- **TASK DETAILS**: Begin at the line containing "Identifiable, Queryable, Selectable)]" in the data below and go on through the line containing "the rest untouched.", repeating each line exactly; include both ends and no other line.

[Stored data]
######

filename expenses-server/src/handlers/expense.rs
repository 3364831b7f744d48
use expenses_common::analytics::{self, MonthWindow};
use expenses_common::db::{DaoError, ExpenseStore};
use expenses_common::messages::{
    DeletedExpense, Expense, ExpenseUpdateRequest, NewExpenseRequest,
};
use expenses_common::models::expense::{ExpenseChanges, NewExpense};
use expenses_common::money;

use actix_web::{web, HttpResponse};
use chrono::Utc;
use rust_decimal::Decimal;
use std::borrow::Cow;
use uuid::Uuid;

use crate::handlers::budget::validate_category;
use crate::handlers::error::{DoesNotExistType, HttpErrorResponse};
use crate::middleware::auth::{Access, VerifiedToken};
use crate::middleware::FromHeader;

const EXPENSE_NOT_FOUND_MSG: &str = "Expense not found";

pub async fn get_all(
    expense_store: web::Data<dyn ExpenseStore>,
    user_access_token: VerifiedToken<Access, FromHeader>,
) -> Result<HttpResponse, HttpErrorResponse> {
    let expenses = match expense_store
        .get_all_expenses(user_access_token.claims.user_id)
        .await
    {
        Ok(e) => e,
        Err(e) => {
            log::error!("{e}");
            return Err(HttpErrorResponse::InternalError(Cow::Borrowed(
                "Failed to get expenses",
            )));
        }
    };

    let expenses: Vec<Expense> = expenses.iter().map(Expense::from).collect();
    Ok(HttpResponse::Ok().json(expenses))
}

pub async fn get(
    expense_store: web::Data<dyn ExpenseStore>,
    user_access_token: VerifiedToken<Access, FromHeader>,
    expense_id: web::Path<Uuid>,
) -> Result<HttpResponse, HttpErrorResponse> {
    let expense = match expense_store
        .get_expense(*expense_id, user_access_token.claims.user_id)
        .await
    {
        Ok(e) => e,
        Err(DaoError::QueryFailure(diesel::result::Error::NotFound)) => {
            return Err(HttpErrorResponse::DoesNotExist(
                Cow::Borrowed(EXPENSE_NOT_FOUND_MSG),
                DoesNotExistType::Expense,
            ));
        }
        Err(e) => {
            log::error!("{e}");
            return Err(HttpErrorResponse::InternalError(Cow::Borrowed(
                "Failed to get expense",
            )));
        }
    };

    Ok(HttpResponse::Ok().json(Expense::from(&expense)))
}

pub async fn create(
    expense_store: web::Data<dyn ExpenseStore>,
    user_access_token: VerifiedToken<Access, FromHeader>,
    new_expense: web::Json<NewExpenseRequest>,
) -> Result<HttpResponse, HttpErrorResponse> {
    let description = validate_description(new_expense.description.as_deref())?;

    let Some(amount) = new_expense.amount else {
        return Err(HttpErrorResponse::IncorrectlyFormed(Cow::Borrowed(
            "Amount is required",
        )));
    };
    let amount_cents = validate_amount(amount)?;

    let category = match new_expense.category.as_deref().map(str::trim) {
        Some(c) if !c.is_empty() => validate_category(c)?,
        _ => {
            return Err(HttpErrorResponse::IncorrectlyFormed(Cow::Borrowed(
                "Category is required",
            )))
        }
    };

    let Some(spent_at) = new_expense.date else {
        return Err(HttpErrorResponse::IncorrectlyFormed(Cow::Borrowed(
            "Date is required",
        )));
    };

    let now = Utc::now();
    let new_expense = NewExpense {
        id: Uuid::now_v7(),
        user_id: user_access_token.claims.user_id,
        description,
        amount_cents,
        category: category.label(),
        spent_at,
        receipt: new_expense.receipt.as_deref(),
        created_at: now,
        updated_at: now,
    };

    let expense = match expense_store.create_expense(&new_expense).await {
        Ok(e) => e,
        Err(e) => {
            log::error!("{e}");
            return Err(HttpErrorResponse::InternalError(Cow::Borrowed(
                "Failed to create expense",
            )));
        }
    };

    Ok(HttpResponse::Created().json(Expense::from(&expense)))
}

pub async fn update(
    expense_store: web::Data<dyn ExpenseStore>,
    user_access_token: VerifiedToken<Access, FromHeader>,
    expense_id: web::Path<Uuid>,
    expense_update: web::Json<ExpenseUpdateRequest>,
) -> Result<HttpResponse, HttpErrorResponse> {
    let description = match expense_update.description.as_deref() {
        Some(d) => Some(String::from(validate_description(Some(d))?)),
        None => None,
    };

    let category = match expense_update.category.as_deref() {
        Some(c) => Some(String::from(validate_category(c.trim())?.label())),
        None => None,
    };

    let changes = ExpenseChanges {
        description,
        amount_cents: expense_update.amount.map(validate_amount).transpose()?,
        category,
        spent_at: expense_update.date,
        receipt: expense_update.receipt.clone(),
        updated_at: Utc::now(),
    };

    let expense = match expense_store
        .update_expense(*expense_id, user_access_token.claims.user_id, &changes)
        .await
    {
        Ok(e) => e,
        Err(DaoError::QueryFailure(diesel::result::Error::NotFound)) => {
            return Err(HttpErrorResponse::DoesNotExist(
                Cow::Borrowed(EXPENSE_NOT_FOUND_MSG),
                DoesNotExistType::Expense,
            ));
        }
        Err(e) => {
            log::error!("{e}");
            return Err(HttpErrorResponse::InternalError(Cow::Borrowed(
                "Failed to update expense",
            )));
        }
    };

    Ok(HttpResponse::Ok().json(Expense::from(&expense)))
}

pub async fn delete(
    expense_store: web::Data<dyn ExpenseStore>,
    user_access_token: VerifiedToken<Access, FromHeader>,
    expense_id: web::Path<Uuid>,
) -> Result<HttpResponse, HttpErrorResponse> {
    let expense_id = expense_id.into_inner();

    match expense_store
        .delete_expense(expense_id, user_access_token.claims.user_id)
        .await
    {
        Ok(_) => (),
        Err(DaoError::QueryFailure(diesel::result::Error::NotFound)) => {
            return Err(HttpErrorResponse::DoesNotExist(
                Cow::Borrowed(EXPENSE_NOT_FOUND_MSG),
                DoesNotExistType::Expense,
            ));
        }
        Err(e) => {
            log::error!("{e}");
            return Err(HttpErrorResponse::InternalError(Cow::Borrowed(
                "Failed to delete expense",
            )));
        }
    }

    Ok(HttpResponse::Ok().json(DeletedExpense {
        message: String::from("Expense removed"),
        id: expense_id,
    }))
}

pub async fn stats(
    expense_store: web::Data<dyn ExpenseStore>,
    user_access_token: VerifiedToken<Access, FromHeader>,
) -> Result<HttpResponse, HttpErrorResponse> {
    let expenses = match expense_store
        .get_all_expenses(user_access_token.claims.user_id)
        .await
    {
        Ok(e) => e,
        Err(e) => {
            log::error!("{e}");
            return Err(HttpErrorResponse::InternalError(Cow::Borrowed(
                "Failed to get expense stats",
            )));
        }
    };

    Ok(HttpResponse::Ok().json(analytics::spending::expense_stats(
        &expenses,
        &MonthWindow::current(),
    )))
}

fn validate_description(description: Option<&str>) -> Result<&str, HttpErrorResponse> {
    match description.map(str::trim) {
        Some(d) if !d.is_empty() => Ok(d),
        _ => Err(HttpErrorResponse::IncorrectlyFormed(Cow::Borrowed(
            "Description is required",
        ))),
    }
}

fn validate_amount(amount: Decimal) -> Result<i64, HttpErrorResponse> {
    if amount <= Decimal::ZERO {
        return Err(HttpErrorResponse::IncorrectlyFormed(Cow::Borrowed(
            "Amount must be greater than 0",
        )));
    }

    match money::to_cents(amount) {
        Some(c) if c > 0 => Ok(c),
        _ => Err(HttpErrorResponse::IncorrectlyFormed(Cow::Borrowed(
            "Amount is out of range",
        ))),
    }
}
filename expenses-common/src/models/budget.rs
use chrono::{DateTime, Utc};
use diesel::{AsChangeset, Insertable, Queryable, Selectable};
use rust_decimal::Decimal;
use uuid::Uuid;

use crate::money;
use crate::schema::budgets;

pub const DEFAULT_ALERT_THRESHOLD: i16 = 80;

#[derive(Clone, Debug, PartialEq, Eq, Identifiable, Queryable, Selectable)]
#[diesel(table_name = budgets)]
#[diesel(check_for_backend(diesel::pg::Pg))]
pub struct Budget {
    pub id: Uuid,
    pub user_id: Uuid,
    pub category: String,
    pub monthly_limit_cents: i64,
    pub alert_threshold: i16,
    pub is_active: bool,
    pub notes: String,
    pub created_at: DateTime<Utc>,
    pub updated_at: DateTime<Utc>,
}

impl Budget {
    pub fn monthly_limit(&self) -> Decimal {
        money::from_cents(self.monthly_limit_cents)
    }

    /// Applies the fields present in `changes`, leaving the rest untouched.
    pub fn apply(&mut self, changes: &BudgetChanges) {
        if let Some(monthly_limit_cents) = changes.monthly_limit_cents {
            self.monthly_limit_cents = monthly_limit_cents;
        }

        if let Some(alert_threshold) = changes.alert_threshold {
            self.alert_threshold = alert_threshold;
        }

        if let Some(is_active) = changes.is_active {
            self.is_active = is_active;
        }

        if let Some(notes) = &changes.notes {
            self.notes.clone_from(notes);
        }

        self.updated_at = changes.updated_at;
    }
}

#[derive(Clone, Debug, Insertable)]
#[diesel(table_name = budgets)]
#[diesel(check_for_backend(diesel::pg::Pg))]
pub struct NewBudget<'a> {
    pub id: Uuid,
    pub user_id: Uuid,
    pub category: &'a str,
    pub monthly_limit_cents: i64,
    pub alert_threshold: i16,
    pub is_active: bool,
    pub notes: &'a str,
    pub created_at: DateTime<Utc>,
    pub updated_at: DateTime<Utc>,
}

impl From<&NewBudget<'_>> for Budget {
    fn from(new_budget: &NewBudget<'_>) -> Self {
        Budget {
            id: new_budget.id,
            user_id: new_budget.user_id,
            category: String::from(new_budget.category),
            monthly_limit_cents: new_budget.monthly_limit_cents,
            alert_threshold: new_budget.alert_threshold,
            is_active: new_budget.is_active,
            notes: String::from(new_budget.notes),
            created_at: new_budget.created_at,
            updated_at: new_budget.updated_at,
        }
    }
}

/// Partial update. `None` fields are skipped by diesel and by `Budget::apply`.
#[derive(Clone, Debug, Default, AsChangeset)]
#[diesel(table_name = budgets)]
#[diesel(check_for_backend(diesel::pg::Pg))]
pub struct BudgetChanges {
    pub monthly_limit_cents: Option<i64>,
    pub alert_threshold: Option<i16>,
    pub is_active: Option<bool>,
    pub notes: Option<String>,
    pub updated_at: DateTime<Utc>,
}
use async_trait::async_trait;
use diesel::{dsl, BoolExpressionMethods, ExpressionMethods, OptionalExtension, QueryDsl};
use diesel_async::RunQueryDsl;
use uuid::Uuid;

use crate::db::{BackendState, BudgetStore, DaoError, DbAsyncPool};
use crate::models::budget::{Budget, BudgetChanges, NewBudget};
use crate::schema::budgets as budget_fields;
use crate::schema::budgets::dsl::budgets;

pub struct Dao {
    db_async_pool: DbAsyncPool,
}

impl Dao {
    pub fn new(db_async_pool: &DbAsyncPool) -> Self {
        Self {
            db_async_pool: db_async_pool.clone(),
        }
    }
}

#[async_trait]
impl BudgetStore for Dao {
    async fn get_active_budgets(&self, user_id: Uuid) -> Result<Vec<Budget>, DaoError> {
        let mut conn = self.db_async_pool.get().await?;

        Ok(budgets
            .filter(
                budget_fields::user_id
                    .eq(user_id)
                    .and(budget_fields::is_active.eq(true)),
            )
            .order(budget_fields::category.asc())
            .load::<Budget>(&mut conn)
            .await?)
    }

    async fn get_budget(&self, budget_id: Uuid, user_id: Uuid) -> Result<Budget, DaoError> {
        let mut conn = self.db_async_pool.get().await?;

        Ok(budgets
            .filter(
                budget_fields::id
                    .eq(budget_id)
                    .and(budget_fields::user_id.eq(user_id)),
            )
            .first::<Budget>(&mut conn)
            .await?)
    }

    async fn get_budget_by_category(
        &self,
        user_id: Uuid,
        category: &str,
    ) -> Result<Option<Budget>, DaoError> {
        let mut conn = self.db_async_pool.get().await?;

        Ok(budgets
            .filter(
                budget_fields::user_id
                    .eq(user_id)
                    .and(budget_fields::category.eq(category)),
            )
            .first::<Budget>(&mut conn)
            .await
            .optional()?)
    }

    async fn create_budget(&self, new_budget: &NewBudget<'_>) -> Result<Budget, DaoError> {
        let mut conn = self.db_async_pool.get().await?;

        Ok(dsl::insert_into(budgets)
            .values(new_budget)
            .get_result::<Budget>(&mut conn)
            .await?)
    }

    async fn update_budget(
        &self,
        budget_id: Uuid,
        user_id: Uuid,
        changes: &BudgetChanges,
    ) -> Result<Budget, DaoError> {
        let mut conn = self.db_async_pool.get().await?;

        Ok(dsl::update(
            budgets.filter(
                budget_fields::id
                    .eq(budget_id)
                    .and(budget_fields::user_id.eq(user_id)),
            ),
        )
        .set(changes)
        .get_result::<Budget>(&mut conn)
        .await?)
    }

    async fn delete_budget(&self, budget_id: Uuid, user_id: Uuid) -> Result<(), DaoError> {
        let mut conn = self.db_async_pool.get().await?;

        let deleted_count = diesel::delete(
            budgets.filter(
                budget_fields::id
                    .eq(budget_id)
                    .and(budget_fields::user_id.eq(user_id)),
            ),
        )
        .execute(&mut conn)
        .await?;

        if deleted_count == 0 {
            return Err(DaoError::QueryFailure(diesel::result::Error::NotFound));
        }

        Ok(())
    }

    fn backend_state(&self) -> BackendState {
        let state = self.db_async_pool.state();

        BackendState {
            backend: "postgres",
            connections: state.connections,
            idle_connections: state.idle_connections,
        }
    }
}
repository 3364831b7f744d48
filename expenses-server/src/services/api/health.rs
use actix_web::web::*;

use crate::handlers::health;

pub fn configure(cfg: &mut ServiceConfig) {
    cfg.route("/heartbeat", get().to(health::heartbeat))
        .route("/health", get().to(health::health));
}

######

- **ANSWER SPACE**:
#[derive(Clone, Debug, PartialEq, Eq, Identifiable, Queryable, Selectable)]
#[diesel(table_name = budgets)]
#[diesel(check_for_backend(diesel::pg::Pg))]
pub struct Budget {
    pub id: Uuid,
    pub user_id: Uuid,
    pub category: String,
    pub monthly_limit_cents: i64,
    pub alert_threshold: i16,
    pub is_active: bool,
    pub notes: String,
    pub created_at: DateTime<Utc>,
    pub updated_at: DateTime<Utc>,
}

impl Budget {
    pub fn monthly_limit(&self) -> Decimal {
        money::from_cents(self.monthly_limit_cents)
    }

    /// Applies the fields present in `changes`, leaving the rest untouched.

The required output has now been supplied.